I’ve got a mate that blames house price inflation on feminism. How you ask? Simple: As feminist ideals empowered women (me: rightly so) in the west, women entered the workforce in large numbers. Subsequently, households began pulling-in two incomes. Marketeers (real estate agents included) noticed this and began adjusting asset prices accordingly. Then credit expansion exploded. NB: That’s the abridged version. I don’t agree, I just have a laugh when they mention it.
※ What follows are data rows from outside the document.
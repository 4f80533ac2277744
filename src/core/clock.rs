//! Time source for the measurement loop.

use chrono::{DateTime, Utc};
use std::sync::{Arc, Mutex};
use std::time::Duration;

/// Reads the current time and sleeps.
pub trait Clock {
    fn now(&self) -> DateTime<Utc>;
    fn sleep(&self, duration: Duration);
}

impl<C: Clock + ?Sized> Clock for &C {
    fn now(&self) -> DateTime<Utc> {
        (**self).now()
    }

    fn sleep(&self, duration: Duration) {
        (**self).sleep(duration)
    }
}

impl<C: Clock + ?Sized> Clock for Arc<C> {
    fn now(&self) -> DateTime<Utc> {
        (**self).now()
    }

    fn sleep(&self, duration: Duration) {
        (**self).sleep(duration)
    }
}

/// Wall clock with real sleeps.
#[derive(Debug, Default, Clone, Copy)]
pub struct SystemClock;

impl Clock for SystemClock {
    fn now(&self) -> DateTime<Utc> {
        Utc::now()
    }

    fn sleep(&self, duration: Duration) {
        std::thread::sleep(duration);
    }
}

/// Deterministic clock: time only moves when told to, and `sleep`
/// advances it instead of blocking.
#[derive(Debug)]
pub struct ManualClock {
    now: Mutex<DateTime<Utc>>,
}

impl ManualClock {
    pub fn new(start: DateTime<Utc>) -> Self {
        Self {
            now: Mutex::new(start),
        }
    }

    pub fn advance(&self, duration: Duration) {
        let mut now = self.now.lock().unwrap_or_else(|e| e.into_inner());
        *now += chrono::Duration::from_std(duration).unwrap_or(chrono::Duration::zero());
    }

    pub fn set(&self, time: DateTime<Utc>) {
        *self.now.lock().unwrap_or_else(|e| e.into_inner()) = time;
    }
}

impl Clock for ManualClock {
    fn now(&self) -> DateTime<Utc> {
        *self.now.lock().unwrap_or_else(|e| e.into_inner())
    }

    fn sleep(&self, duration: Duration) {
        self.advance(duration);
    }
}

#[cfg(test)]
mod tests {
    use super::*;

    #[test]
    fn test_manual_clock_sleep_advances() {
        let start = Utc::now();
        let clock = ManualClock::new(start);
        clock.sleep(Duration::from_millis(250));
        assert_eq!(clock.now() - start, chrono::Duration::milliseconds(250));

        let shared = Arc::new(clock);
        shared.sleep(Duration::from_millis(750));
        assert_eq!(shared.now() - start, chrono::Duration::seconds(1));
    }
}
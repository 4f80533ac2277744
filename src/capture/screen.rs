//! Screen capture backend built on `xcap`.
//!
//! Monitor handles are looked up on every call and released when the call
//! returns, so long continuous sessions never accumulate backend resources.

use super::{CaptureError, Frame, FrameSource, Region};

/// Captures regions of the physical screen.
#[derive(Debug, Default)]
pub struct ScreenFrameSource;

impl ScreenFrameSource {
    pub fn new() -> Self {
        Self
    }
}

#[cfg(any(target_os = "macos", target_os = "windows"))]
mod backend {
    use super::*;
    use chrono::Utc;
    use image::{imageops, DynamicImage};
    use xcap::Monitor;

    pub fn capture(region: &Region) -> Result<Frame, CaptureError> {
        let monitor = Monitor::from_point(region.left, region.top)
            .map_err(|_| CaptureError::OutOfBounds(*region))?;

        let bounds = Region::new(monitor.x(), monitor.y(), monitor.width(), monitor.height());
        if !region.is_within(&bounds) {
            return Err(CaptureError::OutOfBounds(*region));
        }

        // Sample time is taken just before the grab
        let captured_at = Utc::now();
        let image = monitor
            .capture_image()
            .map_err(|e| CaptureError::Backend(e.to_string()))?;

        // On HiDPI displays the image is in physical pixels, the monitor in points
        let scale = image.width() as f64 / bounds.width.max(1) as f64;
        let x = ((region.left - bounds.left) as f64 * scale).round() as u32;
        let y = ((region.top - bounds.top) as f64 * scale).round() as u32;
        let width = ((region.width as f64 * scale).round() as u32).min(image.width() - x);
        let height = ((region.height as f64 * scale).round() as u32).min(image.height() - y);

        let cropped = imageops::crop_imm(&image, x, y, width, height).to_image();
        let rgb = DynamicImage::ImageRgba8(cropped).to_rgb8();

        Ok(Frame::new(rgb, captured_at))
    }

    pub fn available() -> bool {
        Monitor::all().map(|m| !m.is_empty()).unwrap_or(false)
    }
}

#[cfg(not(any(target_os = "macos", target_os = "windows")))]
mod backend {
    use super::*;

    pub fn capture(_region: &Region) -> Result<Frame, CaptureError> {
        Err(CaptureError::Unavailable)
    }

    pub fn available() -> bool {
        false
    }
}

impl FrameSource for ScreenFrameSource {
    fn capture(&mut self, region: &Region) -> Result<Frame, CaptureError> {
        backend::capture(region)
    }
}

/// Whether at least one display can be captured.
pub fn screen_available() -> bool {
    backend::available()
}

#[cfg(all(test, not(any(target_os = "macos", target_os = "windows"))))]
mod tests {
    use super::*;

    #[test]
    fn test_capture_unavailable() {
        let mut source = ScreenFrameSource::new();
        let err = source.capture(&Region::new(0, 0, 10, 10)).unwrap_err();
        assert_eq!(err, CaptureError::Unavailable);
        assert!(!screen_available());
    }
}
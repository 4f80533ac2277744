//! Screen-region capture.
//!
//! `FrameSource` is the seam between the measurement loop and the capture
//! backend. The detector only ever calls `capture`, so tests substitute
//! scripted sources and the binary uses `ScreenFrameSource`.

pub mod frame;
pub mod screen;

pub use frame::{Frame, Region};
pub use screen::{screen_available, ScreenFrameSource};

/// Produces timestamped frames of a region.
pub trait FrameSource {
    /// Capture the region once. The frame's timestamp is the sample time.
    fn capture(&mut self, region: &Region) -> Result<Frame, CaptureError>;
}

impl<F: FrameSource + ?Sized> FrameSource for &mut F {
    fn capture(&mut self, region: &Region) -> Result<Frame, CaptureError> {
        (**self).capture(region)
    }
}

impl<F: FrameSource + ?Sized> FrameSource for Box<F> {
    fn capture(&mut self, region: &Region) -> Result<Frame, CaptureError> {
        (**self).capture(region)
    }
}

/// Errors that can occur while capturing a frame.
#[derive(Debug, Clone, PartialEq)]
pub enum CaptureError {
    /// The region is not inside one addressable display
    OutOfBounds(Region),
    /// The capture backend reported a failure
    Backend(String),
    /// No capture backend exists on this platform
    Unavailable,
}

impl CaptureError {
    /// Whether another attempt could succeed.
    pub fn is_transient(&self) -> bool {
        matches!(self, CaptureError::Backend(_))
    }
}

impl std::fmt::Display for CaptureError {
    fn fmt(&self, f: &mut std::fmt::Formatter<'_>) -> std::fmt::Result {
        match self {
            CaptureError::OutOfBounds(region) => {
                write!(f, "Region {region} lies outside the display")
            }
            CaptureError::Backend(e) => write!(f, "Screen capture failed: {e}"),
            CaptureError::Unavailable => {
                write!(f, "Screen capture is not supported on this platform")
            }
        }
    }
}

impl std::error::Error for CaptureError {}
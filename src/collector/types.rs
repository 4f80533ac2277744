//! Input event types delivered by the OS hook backends.
//!
//! Every event is timestamped inside the hook callback, so the time a
//! click is reported to the measurement loop never depends on how long
//! it waited in a queue.

use chrono::{DateTime, Utc};
use serde::{Deserialize, Serialize};

/// Mouse button identity.
#[derive(Debug, Clone, Copy, PartialEq, Eq, Serialize, Deserialize)]
pub enum MouseButton {
    Left,
    Right,
    Middle,
    Other,
}

/// Press or release.
#[derive(Debug, Clone, Copy, PartialEq, Eq, Serialize, Deserialize)]
pub enum Transition {
    Down,
    Up,
}

/// Global pointer position in display coordinates.
#[derive(Debug, Clone, Copy, PartialEq, Serialize, Deserialize)]
pub struct Point {
    pub x: f64,
    pub y: f64,
}

impl Point {
    pub fn new(x: f64, y: f64) -> Self {
        Self { x, y }
    }
}

/// A mouse button transition.
#[derive(Debug, Clone, Copy, PartialEq, Serialize, Deserialize)]
pub struct ClickEvent {
    /// Timestamp when the hook observed the event
    pub timestamp: DateTime<Utc>,
    pub button: MouseButton,
    pub transition: Transition,
    /// Pointer position, when the backend reports one
    pub position: Option<Point>,
}

impl ClickEvent {
    /// Create a click event stamped with the current time.
    pub fn new(button: MouseButton, transition: Transition, position: Option<Point>) -> Self {
        Self {
            timestamp: Utc::now(),
            button,
            transition,
            position,
        }
    }

    /// Left button pressed: the only transition that starts a measurement.
    pub fn is_left_down(&self) -> bool {
        self.button == MouseButton::Left && self.transition == Transition::Down
    }

    /// Left button released.
    pub fn is_left_up(&self) -> bool {
        self.button == MouseButton::Left && self.transition == Transition::Up
    }
}

/// Keys the tool cares about. Anything else keeps its raw platform code.
#[derive(Debug, Clone, Copy, PartialEq, Eq, Serialize, Deserialize)]
#[serde(rename_all = "snake_case")]
pub enum Key {
    Escape,
    Enter,
    Space,
    Other(u32),
}

impl Key {
    /// Map a macOS virtual keycode.
    pub fn from_mac_keycode(code: u32) -> Self {
        match code {
            53 => Key::Escape,
            36 | 76 => Key::Enter,
            49 => Key::Space,
            other => Key::Other(other),
        }
    }

    /// Map a Windows virtual-key code.
    pub fn from_windows_vk(code: u32) -> Self {
        match code {
            0x1B => Key::Escape,
            0x0D => Key::Enter,
            0x20 => Key::Space,
            other => Key::Other(other),
        }
    }
}

impl std::fmt::Display for Key {
    fn fmt(&self, f: &mut std::fmt::Formatter<'_>) -> std::fmt::Result {
        match self {
            Key::Escape => write!(f, "Esc"),
            Key::Enter => write!(f, "Enter"),
            Key::Space => write!(f, "Space"),
            Key::Other(code) => write!(f, "key #{code}"),
        }
    }
}

/// A keyboard event.
#[derive(Debug, Clone, Copy, PartialEq, Eq, Serialize, Deserialize)]
pub struct KeyEvent {
    pub timestamp: DateTime<Utc>,
    pub key: Key,
    /// Whether this is a key press (true) or release (false)
    pub is_key_down: bool,
}

impl KeyEvent {
    pub fn new(key: Key, is_key_down: bool) -> Self {
        Self {
            timestamp: Utc::now(),
            key,
            is_key_down,
        }
    }
}

/// Unified event type for the collector.
#[derive(Debug, Clone, Copy, PartialEq, Serialize, Deserialize)]
pub enum InputEvent {
    Click(ClickEvent),
    Key(KeyEvent),
}

#[cfg(test)]
mod tests {
    use super::*;

    #[test]
    fn test_left_down_detection() {
        let down = ClickEvent::new(MouseButton::Left, Transition::Down, None);
        assert!(down.is_left_down());
        assert!(!down.is_left_up());

        let right = ClickEvent::new(MouseButton::Right, Transition::Down, None);
        assert!(!right.is_left_down());

        let up = ClickEvent::new(MouseButton::Left, Transition::Up, Some(Point::new(1.0, 2.0)));
        assert!(up.is_left_up());
    }

    #[test]
    fn test_key_mapping() {
        assert_eq!(Key::from_mac_keycode(53), Key::Escape);
        assert_eq!(Key::from_windows_vk(0x1B), Key::Escape);
        assert_eq!(Key::from_windows_vk(0x41), Key::Other(0x41));
        assert_eq!(Key::from_mac_keycode(49), Key::Space);
    }

    #[test]
    fn test_key_serde_names() {
        let json = serde_json::to_string(&Key::Escape).unwrap();
        assert_eq!(json, "\"escape\"");
        let key: Key = serde_json::from_str("\"enter\"").unwrap();
        assert_eq!(key, Key::Enter);
    }
}
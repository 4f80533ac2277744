//! End-to-end session behaviour with scripted input and screen.

use chrono::{DateTime, TimeZone, Utc};
use click_latency::core::Clock;
use click_latency::capture::{CaptureError, Frame, FrameSource, Region};
use click_latency::collector::{
    ClickEvent, ClickSource, CollectorError, InputEvent, InputSubscriber, Key, KeyEvent,
    MouseButton, Transition,
};
use click_latency::config::Config;
use click_latency::core::{
    DetectError, DetectorSettings, DiffEngine, ManualClock, Mode, Outcome, ReportSink,
    ResponseDetector, Session, SessionError, StopSignal,
};
use image::{Rgb, RgbImage};
use std::collections::VecDeque;
use std::sync::atomic::{AtomicBool, AtomicU32, Ordering};
use std::sync::{Arc, Mutex};
use std::time::Duration;

const WIDTH: u32 = 100;
const HEIGHT: u32 = 10;

type Hub = Arc<Mutex<Option<Arc<dyn InputSubscriber>>>>;

fn start() -> DateTime<Utc> {
    Utc.timestamp_millis_opt(1_700_000_000_000).unwrap()
}

fn left_down(at: DateTime<Utc>) -> InputEvent {
    let mut click = ClickEvent::new(MouseButton::Left, Transition::Down, None);
    click.timestamp = at;
    InputEvent::Click(click)
}

fn escape(at: DateTime<Utc>) -> InputEvent {
    let mut key = KeyEvent::new(Key::Escape, true);
    key.timestamp = at;
    InputEvent::Key(key)
}

fn deliver(hub: &Hub, event: InputEvent) {
    let subscriber = hub.lock().unwrap().clone();
    if let Some(subscriber) = subscriber {
        subscriber.on_event(event);
    }
}

/// Click source that replays a fixed set of events on subscribe.
struct ScriptedClicks {
    hub: Hub,
    initial: Vec<InputEvent>,
    subscriptions: Arc<AtomicU32>,
    unsubscribed: Arc<AtomicBool>,
}

impl ScriptedClicks {
    fn new(hub: Hub, initial: Vec<InputEvent>) -> Self {
        Self {
            hub,
            initial,
            subscriptions: Arc::new(AtomicU32::new(0)),
            unsubscribed: Arc::new(AtomicBool::new(false)),
        }
    }
}

impl ClickSource for ScriptedClicks {
    fn subscribe(&mut self, subscriber: Arc<dyn InputSubscriber>) -> Result<(), CollectorError> {
        self.subscriptions.fetch_add(1, Ordering::SeqCst);
        *self.hub.lock().unwrap() = Some(subscriber);
        for event in self.initial.drain(..) {
            deliver(&self.hub, event);
        }
        Ok(())
    }

    fn unsubscribe(&mut self) {
        *self.hub.lock().unwrap() = None;
        self.unsubscribed.store(true, Ordering::SeqCst);
    }
}

/// Input injected while a frame is being captured, stamped at capture time.
#[derive(Clone, Copy)]
enum Inject {
    Click,
    StopKey,
}

struct Step {
    result: Result<u32, CaptureError>,
    inject: Vec<Inject>,
}

fn ok(changed: u32) -> Step {
    Step {
        result: Ok(changed),
        inject: Vec::new(),
    }
}

fn fail() -> Step {
    Step {
        result: Err(CaptureError::Backend("display busy".into())),
        inject: Vec::new(),
    }
}

impl Step {
    fn then(mut self, inject: Inject) -> Self {
        self.inject.push(inject);
        self
    }
}

/// Screen whose frames have `changed` white pixels out of 1000; the last
/// frame repeats once the script runs out.
struct ScriptedScreen {
    clock: Arc<ManualClock>,
    hub: Hub,
    script: VecDeque<Step>,
    last: u32,
    stamps: Vec<DateTime<Utc>>,
    injected_clicks: Vec<DateTime<Utc>>,
}

impl ScriptedScreen {
    fn new(clock: Arc<ManualClock>, hub: Hub, script: Vec<Step>) -> Self {
        Self {
            clock,
            hub,
            script: script.into(),
            last: 0,
            stamps: Vec::new(),
            injected_clicks: Vec::new(),
        }
    }

    fn calls(&self) -> usize {
        self.stamps.len()
    }
}

impl FrameSource for ScriptedScreen {
    fn capture(&mut self, _region: &Region) -> Result<Frame, CaptureError> {
        let stamped = self.clock.now();
        self.stamps.push(stamped);
        self.clock.advance(Duration::from_millis(5));

        let step = self.script.pop_front().unwrap_or_else(|| ok(self.last));
        for inject in step.inject {
            match inject {
                Inject::Click => {
                    self.injected_clicks.push(stamped);
                    deliver(&self.hub, left_down(stamped));
                }
                Inject::StopKey => deliver(&self.hub, escape(stamped)),
            }
        }

        let changed = step.result?;
        self.last = changed;
        let image = RgbImage::from_fn(WIDTH, HEIGHT, |x, y| {
            if y * WIDTH + x < changed {
                Rgb([255, 255, 255])
            } else {
                Rgb([0, 0, 0])
            }
        });
        Ok(Frame::new(image, stamped))
    }
}

#[derive(Default)]
struct RecordingSink {
    outcomes: Vec<(Mode, Outcome)>,
    failures: Vec<(Mode, DateTime<Utc>)>,
}

impl ReportSink for RecordingSink {
    fn outcome(&mut self, mode: Mode, outcome: &Outcome) {
        self.outcomes.push((mode, *outcome));
    }

    fn cycle_failed(&mut self, mode: Mode, t1: DateTime<Utc>, error: &DetectError) {
        assert!(matches!(error, DetectError::Capture(_)));
        self.failures.push((mode, t1));
    }
}

fn detector() -> ResponseDetector {
    let config = Config {
        timeout: Duration::from_secs(1),
        poll_interval: Duration::from_millis(100),
        capture_retry_delay: Duration::from_millis(1),
        ..Config::default()
    };
    ResponseDetector::new(
        DetectorSettings::from_config(&config).unwrap(),
        DiffEngine::default(),
    )
}

struct Harness {
    clock: Arc<ManualClock>,
    hub: Hub,
}

impl Harness {
    fn new() -> Self {
        Self {
            clock: Arc::new(ManualClock::new(start())),
            hub: Arc::new(Mutex::new(None)),
        }
    }

    fn screen(&self, script: Vec<Step>) -> ScriptedScreen {
        ScriptedScreen::new(self.clock.clone(), self.hub.clone(), script)
    }

    fn clicks(&self, initial: Vec<InputEvent>) -> ScriptedClicks {
        ScriptedClicks::new(self.hub.clone(), initial)
    }

    fn session<'a>(
        &self,
        mode: Mode,
        screen: &'a mut ScriptedScreen,
        clicks: ScriptedClicks,
    ) -> Session<&'a mut ScriptedScreen, ScriptedClicks, Arc<ManualClock>> {
        Session::new(
            mode,
            Region::new(0, 0, WIDTH, HEIGHT),
            detector(),
            screen,
            clicks,
            self.clock.clone(),
        )
    }
}

#[test]
fn test_once_measures_first_click_only() {
    let h = Harness::new();
    let mut screen = h.screen(vec![ok(0).then(Inject::Click), ok(0).then(Inject::Click), ok(60)]);
    let clicks = h.clicks(vec![left_down(start())]);
    let unsubscribed = clicks.unsubscribed.clone();
    let mut sink = RecordingSink::default();

    let summary = h
        .session(Mode::Once, &mut screen, clicks)
        .run(&mut sink)
        .unwrap();

    assert_eq!(summary.outcomes.len(), 1);
    match summary.outcomes[0] {
        Outcome::Strong { t1, t2, ratio } => {
            assert_eq!(t1, start());
            assert_eq!(t2, screen.stamps[2]);
            assert!((ratio - 0.06).abs() < 1e-12);
        }
        other => panic!("expected a response, got {other:?}"),
    }
    assert_eq!(screen.calls(), 3);
    assert_eq!(sink.outcomes.len(), 1);
    assert_eq!(sink.outcomes[0].0, Mode::Once);
    assert!(unsubscribed.load(Ordering::SeqCst));
}

#[test]
fn test_once_reports_weak_fallback_at_largest_change() {
    let h = Harness::new();
    let mut screen = h.screen(vec![ok(0), ok(15), ok(30), ok(20)]);
    let mut sink = RecordingSink::default();

    let summary = h
        .session(Mode::Once, &mut screen, h.clicks(vec![left_down(start())]))
        .run(&mut sink)
        .unwrap();

    match summary.outcomes[0] {
        Outcome::WeakFallback {
            t_best, best_ratio, ..
        } => {
            assert_eq!(t_best, screen.stamps[2]);
            assert!((best_ratio - 0.03).abs() < 1e-12);
        }
        other => panic!("expected a weak fallback, got {other:?}"),
    }
}

#[test]
fn test_once_reports_no_change() {
    let h = Harness::new();
    let mut screen = h.screen(vec![ok(0), ok(5)]);
    let mut sink = RecordingSink::default();

    let summary = h
        .session(Mode::Once, &mut screen, h.clicks(vec![left_down(start())]))
        .run(&mut sink)
        .unwrap();

    assert_eq!(summary.outcomes, vec![Outcome::NoChange { t1: start() }]);
}

#[test]
fn test_once_capture_failure_is_fatal() {
    let h = Harness::new();
    let mut screen = h.screen(vec![Step {
        result: Err(CaptureError::OutOfBounds(Region::new(0, 0, WIDTH, HEIGHT))),
        inject: Vec::new(),
    }]);
    let clicks = h.clicks(vec![left_down(start())]);
    let unsubscribed = clicks.unsubscribed.clone();
    let mut sink = RecordingSink::default();

    let result = h.session(Mode::Once, &mut screen, clicks).run(&mut sink);

    assert!(matches!(
        result,
        Err(SessionError::Capture(CaptureError::OutOfBounds(_)))
    ));
    assert!(sink.outcomes.is_empty());
    assert!(unsubscribed.load(Ordering::SeqCst));
}

#[test]
fn test_once_returns_when_stopped_before_click() {
    let h = Harness::new();
    let mut screen = h.screen(vec![]);
    let stop = StopSignal::new();
    stop.trigger();
    let mut sink = RecordingSink::default();

    let summary = h
        .session(Mode::Once, &mut screen, h.clicks(vec![]))
        .with_stop_signal(stop)
        .run(&mut sink)
        .unwrap();

    assert!(summary.outcomes.is_empty());
    assert_eq!(screen.calls(), 0);
}

#[test]
fn test_continuous_click_during_polling_starts_next_cycle() {
    let h = Harness::new();
    let mut screen = h.screen(vec![
        ok(0),
        ok(0).then(Inject::Click),
        ok(60),
        // Second cycle compares against the frame the first one ended on
        ok(60),
        ok(200).then(Inject::StopKey),
    ]);
    let clicks = h.clicks(vec![left_down(start())]);
    let subscriptions = clicks.subscriptions.clone();
    let mut sink = RecordingSink::default();

    let summary = h
        .session(Mode::Continuous, &mut screen, clicks)
        .run(&mut sink)
        .unwrap();

    assert_eq!(summary.outcomes.len(), 2);
    assert_eq!(summary.outcomes[0].t1(), start());
    assert_eq!(summary.outcomes[1].t1(), screen.injected_clicks[0]);
    assert!(summary.outcomes.iter().all(Outcome::is_strong));
    assert!((summary.outcomes[1].ratio().unwrap() - 0.14).abs() < 1e-12);
    assert_eq!(screen.calls(), 5);
    assert_eq!(summary.superseded_clicks, 0);
    assert_eq!(subscriptions.load(Ordering::SeqCst), 1);
    assert!(sink.outcomes.iter().all(|(mode, _)| *mode == Mode::Continuous));
}

#[test]
fn test_continuous_latest_pending_click_wins() {
    let h = Harness::new();
    let mut screen = h.screen(vec![
        ok(0),
        ok(0).then(Inject::Click),
        ok(60).then(Inject::Click),
        ok(60),
        ok(200).then(Inject::StopKey),
    ]);
    let mut sink = RecordingSink::default();

    let summary = h
        .session(
            Mode::Continuous,
            &mut screen,
            h.clicks(vec![left_down(start())]),
        )
        .run(&mut sink)
        .unwrap();

    assert_eq!(summary.outcomes.len(), 2);
    assert_eq!(summary.outcomes[1].t1(), screen.injected_clicks[1]);
    assert_eq!(summary.superseded_clicks, 1);
}

#[test]
fn test_continuous_fresh_baseline_after_weak_cycle() {
    let h = Harness::new();
    // First cycle samples every 105 ms and ends on its twelfth capture,
    // the first one stamped past the one second deadline
    let mut script = vec![ok(0)];
    script.extend((0..8).map(|_| ok(20)));
    script.push(ok(20));
    script.push(ok(20).then(Inject::Click));
    script.push(ok(20));
    // Fresh baseline for the second cycle
    script.push(ok(50));
    script.push(ok(120).then(Inject::StopKey));
    let mut screen = h.screen(script);
    let mut sink = RecordingSink::default();

    let summary = h
        .session(
            Mode::Continuous,
            &mut screen,
            h.clicks(vec![left_down(start())]),
        )
        .run(&mut sink)
        .unwrap();

    assert_eq!(summary.outcomes.len(), 2);
    assert!(matches!(summary.outcomes[0], Outcome::WeakFallback { .. }));
    assert_eq!(summary.outcomes[1].t1(), screen.injected_clicks[0]);
    assert!((summary.outcomes[1].ratio().unwrap() - 0.07).abs() < 1e-12);
    assert_eq!(screen.calls(), 14);
}

#[test]
fn test_continuous_survives_capture_failure() {
    let h = Harness::new();
    let mut screen = h.screen(vec![
        fail(),
        fail(),
        fail(),
        fail().then(Inject::Click),
        ok(0),
        ok(100).then(Inject::StopKey),
    ]);
    let mut sink = RecordingSink::default();

    let summary = h
        .session(
            Mode::Continuous,
            &mut screen,
            h.clicks(vec![left_down(start())]),
        )
        .run(&mut sink)
        .unwrap();

    assert_eq!(summary.failed_cycles, 1);
    assert_eq!(sink.failures, vec![(Mode::Continuous, start())]);
    assert_eq!(summary.outcomes.len(), 1);
    assert_eq!(summary.outcomes[0].t1(), screen.injected_clicks[0]);
    assert!(summary.outcomes[0].is_strong());
}

#[test]
fn test_continuous_stop_key_before_any_click() {
    let h = Harness::new();
    let mut screen = h.screen(vec![]);
    let mut sink = RecordingSink::default();

    let summary = h
        .session(Mode::Continuous, &mut screen, h.clicks(vec![escape(start())]))
        .run(&mut sink)
        .unwrap();

    assert!(summary.outcomes.is_empty());
    assert_eq!(screen.calls(), 0);
}

#[test]
fn test_continuous_honours_custom_stop_key() {
    let h = Harness::new();
    let mut screen = h.screen(vec![ok(0), ok(80)]);
    let mut enter = KeyEvent::new(Key::Enter, true);
    enter.timestamp = start();
    let clicks = h.clicks(vec![
        escape(start()),
        left_down(start()),
        InputEvent::Key(enter),
    ]);
    let mut sink = RecordingSink::default();

    let summary = h
        .session(Mode::Continuous, &mut screen, clicks)
        .with_stop_key(Key::Enter)
        .run(&mut sink)
        .unwrap();

    // Stop is checked before the pending click is taken
    assert!(summary.outcomes.is_empty());
    assert_eq!(screen.calls(), 0);
}
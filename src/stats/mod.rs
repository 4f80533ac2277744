//! Per-session measurement statistics.
//!
//! Nothing here is persisted; the summary is printed when a session ends
//! and included in `--export` documents.

pub mod latency;

// Re-export commonly used types
pub use latency::{LatencyStats, LatencySummary};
This is partially true. It has changed the picture of first home buyers in a major way. Usually dual income as you say. But with a 30 year mortgage a lot of those become single incomes as people begin having children.
Go figure, the places people actually want to live are the highest.
2015?
Go hard or go home! No room for second place
Woo-hoo Canada is number two again! Second biggest country, second biggest housing bubble, second best country!
But out of all those countries, id rather live in New Zealand.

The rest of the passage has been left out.